A percepção sobre a trajetória das contas públicas influencia os juros e o custo do crédito para as empresas. Dúvidas sobre a capacidade do governo de controlar despesas e estabilizar a dívida elevam a percepção de risco e podem encarecer o financiamento de investimentos.
Para o economista Marcos Troyjo, ex-presidente do NDB (Novo Banco de Desenvolvimento), conhecido como Banco dos Brics, esse efeito começa nas expectativas dos agentes econômicos e chega às decisões tomadas pelas empresas.
Troyjo afirma que “a economia é o que ela é, mais o que as pessoas acham que ela será”. Na prática, a percepção sobre o futuro das contas públicas pode influenciar decisões tomadas no presente, como investimentos, contratações e planos de expansão.
No Brasil, dúvidas sobre a capacidade de o governo controlar as despesas e estabilizar a dívida aumentam a percepção de risco. Isso pode elevar o custo de financiamento do país e, por consequência, o custo de capital das empresas.

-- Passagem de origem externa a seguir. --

//! HTTP surface: JSON feed API consumed by the rendering layer.

pub mod auth;
pub mod error;
mod public;
mod writes;

pub use auth::SESSION_USER_HEADER;
pub use error::{ApiError, ApiErrorBody};

use std::sync::Arc;

use axum::{
    Router,
    routing::{get, post, put},
};

use crate::application::feed::FeedService;
use crate::application::follow::FollowService;
use crate::application::repos::UsersRepo;
use crate::application::timeline::TimelineService;
use crate::cache::HomeFeedCache;
use crate::infra::db::PostgresRepositories;

#[derive(Clone)]
pub struct HttpState {
    pub feed: Arc<FeedService>,
    pub timeline: Arc<TimelineService>,
    pub follows: Arc<FollowService>,
    pub users: Arc<dyn UsersRepo>,
    pub home_cache: Arc<HomeFeedCache>,
    /// Present in production wiring; absent when the state is assembled
    /// over non-Postgres repositories (the health probe then reports 503).
    pub db: Option<Arc<PostgresRepositories>>,
}

pub fn build_router(state: HttpState) -> Router {
    Router::new()
        .route("/", get(public::index))
        .route("/groups", get(public::groups_index))
        .route("/group/{slug}", get(public::group_feed))
        .route("/profile/{username}", get(public::profile_feed))
        .route("/follow", get(public::following_feed))
        .route("/posts", post(writes::create_post))
        .route(
            "/posts/{id}",
            get(public::post_detail).patch(writes::edit_post),
        )
        .route("/posts/{id}/comments", post(writes::add_comment))
        .route(
            "/profile/{username}/follow",
            put(writes::follow_user).delete(writes::unfollow_user),
        )
        .route("/cache/home/invalidate", post(writes::invalidate_home_cache))
        .route("/_health/db", get(public::db_health))
        .with_state(state)
}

JUROS E DECISÕES DAS EMPRESAS
A Selic, taxa básica de juros, está em 14% ao ano desde 6 de agosto de 2026. O nível elevado dos juros encarece linhas de crédito e aumenta o custo de financiar capital de giro, estoques, máquinas e projetos de expansão.
O impacto sobre as empresas pode começar antes de a política monetária produzir todos os seus efeitos sobre a economia. Se a perspectiva é de juros elevados por mais tempo, uma empresa pode adiar investimentos, evitar novas dívidas ou rever projetos de expansão.